# Testing different producers

This notebook contains the code for the Producer which creates the messages. The data source is the websocket from binance (https://binance-docs.github.io/apidocs/websocket_api/en/#change-log) and the Twitter API.

## Imports

In [95]:
from kafka import KafkaProducer, KafkaConsumer
import json
import uuid
import websocket
from datetime import datetime
import requests

url = "https://api.twitter.com/2/tweets/search/recent?query=%23crypto%20OR%20%23ethereum%20OR%20%23eth%20OR%20%23btc%20OR%20%23bitcoin&max_results=100&tweet.fields=created_at,text,author_id"

with open("secrets.env", "r") as f:
    secrets = json.loads(str(f.read()))

bearerToken = secrets['bearerToken']

## Adjusting websocket code to write data directly into Kafka Cluster.

In [1]:
from kafka_functions import *
from datetime import datetime
import websocket
import uuid
import requests

url = "https://api.twitter.com/2/tweets/search/recent?query=%23crypto%20OR%20%23ethereum%20OR%20%23eth%20OR%20%23btc%20OR%20%23bitcoin&max_results=100&tweet.fields=created_at,text,author_id"

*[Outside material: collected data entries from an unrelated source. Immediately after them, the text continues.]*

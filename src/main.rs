use fib_overlay::constants::{APP_TOOLTIP, ICON_FILE_NAME};
use fib_overlay::controller::OverlayController;
use fib_overlay::gui::{tray, OverlayApp};
use fib_overlay::input_hook::InputHook;
use fib_overlay::settings::{load_with_logging, resolve_settings_path};

use eframe::egui;
use std::sync::Arc;

fn main() -> anyhow::Result<()> {
    let settings_path = resolve_settings_path()?;
    let settings = load_with_logging(&settings_path, None);
    tracing::info!(path = %settings_path.display(), hotkey = %settings.hotkey, "starting overlay");

    let icon = match tray::load_icon(&settings_path.with_file_name(ICON_FILE_NAME)) {
        Ok(icon) => Some(Arc::new(icon)),
        Err(err) => {
            tracing::warn!(?err, "running without application icon");
            None
        }
    };

    let mut viewport = egui::ViewportBuilder::default()
        .with_title(APP_TOOLTIP)
        .with_transparent(true)
        .with_decorations(false)
        .with_always_on_top()
        .with_mouse_passthrough(true)
        .with_fullscreen(true)
        .with_taskbar(false);
    if let Some(icon) = icon.clone() {
        viewport = viewport.with_icon(icon);
    }
    let native_options = eframe::NativeOptions {
        viewport,
        ..Default::default()
    };

    let (input_tx, input_rx) = std::sync::mpsc::channel();
    eframe::run_native(
        APP_TOOLTIP,
        native_options,
        Box::new(move |cc| {
            let ctx = cc.egui_ctx.clone();
            let mut hook = InputHook::default();
            if let Err(err) = hook.start(input_tx, Arc::new(move || ctx.request_repaint())) {
                tracing::error!(?err, "failed to start input hook");
            }
            Box::new(OverlayApp::new(
                settings,
                settings_path,
                OverlayController::new(input_rx),
                hook,
                icon,
            ))
        }),
    )
    .map_err(|err| anyhow::anyhow!("run overlay event loop: {err}"))
}
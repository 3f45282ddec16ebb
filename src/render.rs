use crate::constants::{LABEL_OFFSET_X, LABEL_OFFSET_Y};
use crate::levels::{Level, Rgb};
use crate::selection::Point;

/// One horizontal guide, in the same coordinate space as the input points.
#[derive(Debug, Clone, PartialEq)]
pub struct LevelLine {
    pub level: f64,
    pub color: Rgb,
    pub from: Point,
    pub to: Point,
    pub label: String,
    pub label_pos: Point,
}

pub fn level_y(start: Point, end: Point, level: f64) -> f64 {
    start.y + (end.y - start.y) * level
}

pub fn format_label(level: f64) -> String {
    format!("{level:.3}")
}

/// Lines for every enabled level, in list order. Nothing is produced until a
/// start point exists.
pub fn retracement_lines(
    start: Option<Point>,
    end: Option<Point>,
    levels: &[Level],
) -> Vec<LevelLine> {
    let Some(start) = start else {
        return Vec::new();
    };
    let end = end.unwrap_or(start);
    let label_x = start.x.min(end.x) + LABEL_OFFSET_X;

    levels
        .iter()
        .filter(|level| level.enabled)
        .map(|level| {
            let y = level_y(start, end, level.level);
            LevelLine {
                level: level.level,
                color: level.color,
                from: Point::new(start.x, y),
                to: Point::new(end.x, y),
                label: format_label(level.level),
                label_pos: Point::new(label_x, y + LABEL_OFFSET_Y),
            }
        })
        .collect()
}
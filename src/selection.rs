/// A position in screen pixels as reported by the input hook.
#[derive(Debug, Clone, Copy, PartialEq, Default)]
pub struct Point {
    pub x: f64,
    pub y: f64,
}

impl Point {
    pub const fn new(x: f64, y: f64) -> Self {
        Self { x, y }
    }
}

#[derive(Debug, Clone, Copy, PartialEq, Eq, Default)]
pub enum SelectionPhase {
    #[default]
    Idle,
    Dragging,
    Committed,
}

impl SelectionPhase {
    pub fn has_line(self) -> bool {
        !matches!(self, Self::Idle)
    }
}

pub fn can_transition(from: SelectionPhase, to: SelectionPhase) -> bool {
    matches!(
        (from, to),
        (SelectionPhase::Idle, SelectionPhase::Dragging)
            | (SelectionPhase::Committed, SelectionPhase::Dragging)
            | (SelectionPhase::Dragging, SelectionPhase::Committed)
            | (SelectionPhase::Committed, SelectionPhase::Idle)
    ) || from == to
}

/// Drag vector between the point where the draw key went down and the live
/// pointer.
#[derive(Debug, Clone, PartialEq, Default)]
pub struct Selection {
    phase: SelectionPhase,
    start: Option<Point>,
    end: Option<Point>,
    pointer: Point,
}

impl Selection {
    pub fn phase(&self) -> SelectionPhase {
        self.phase
    }

    pub fn start(&self) -> Option<Point> {
        self.start
    }

    pub fn end(&self) -> Option<Point> {
        self.end
    }

    pub fn pointer(&self) -> Point {
        self.pointer
    }

    /// Draw key went down. Ignored while already dragging so key repeat does
    /// not move the anchor.
    pub fn press_draw_key(&mut self) -> bool {
        if self.phase == SelectionPhase::Dragging {
            return false;
        }
        self.start = Some(self.pointer);
        self.end = Some(self.pointer);
        self.enter(SelectionPhase::Dragging);
        true
    }

    /// Track the pointer. Returns `true` when the visible line moved.
    pub fn move_pointer(&mut self, point: Point) -> bool {
        self.pointer = point;
        if self.phase != SelectionPhase::Dragging {
            return false;
        }
        self.end = Some(point);
        true
    }

    pub fn release_draw_key(&mut self) -> bool {
        if self.phase != SelectionPhase::Dragging {
            return false;
        }
        self.enter(SelectionPhase::Committed);
        true
    }

    /// A click clears a committed line. Clicks in any other phase pass through.
    pub fn click(&mut self) -> bool {
        if self.phase != SelectionPhase::Committed {
            return false;
        }
        self.start = None;
        self.end = None;
        self.enter(SelectionPhase::Idle);
        true
    }

    fn enter(&mut self, next: SelectionPhase) {
        debug_assert!(can_transition(self.phase, next));
        tracing::debug!(from = ?self.phase, to = ?next, "selection transition");
        self.phase = next;
    }
}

with open("secrets.env", "r") as f:
    secrets = json.loads(str(f.read()))

bearerToken = secrets['bearerToken']

In [2]:
test_array = []

def on_open(ws):
    print("Connection opened")
    # Subscribe to different ticker streams
    subscribe_message = {
        "method": "SUBSCRIBE",
        "params": [
            "btcusdt@ticker",
            "ethusdt@ticker",
            "maticusdt@ticker",
            "shibusdt@ticker",
            "solusdt@ticker"
        ],
        "id": 1
    }
    ws.send(json.dumps(subscribe_message))

def on_message(ws, message):
    # close after 3 seconds for testing
    if (datetime.now() - start).seconds > 7:
        ws.close()

    # write data into cluster
    key = str(uuid.uuid4())
    publish_message(binance_producer, binance_topic, key, json.loads(message))
    print(f"{datetime.now()}: writing message to cluster: {str(message)[:50]}...")
    
    # append data to array for testing
    test_array.append((key, json.loads(message)))

def on_close(ws):
    print("Connection closed")

binance_start = datetime.timestamp(datetime.now())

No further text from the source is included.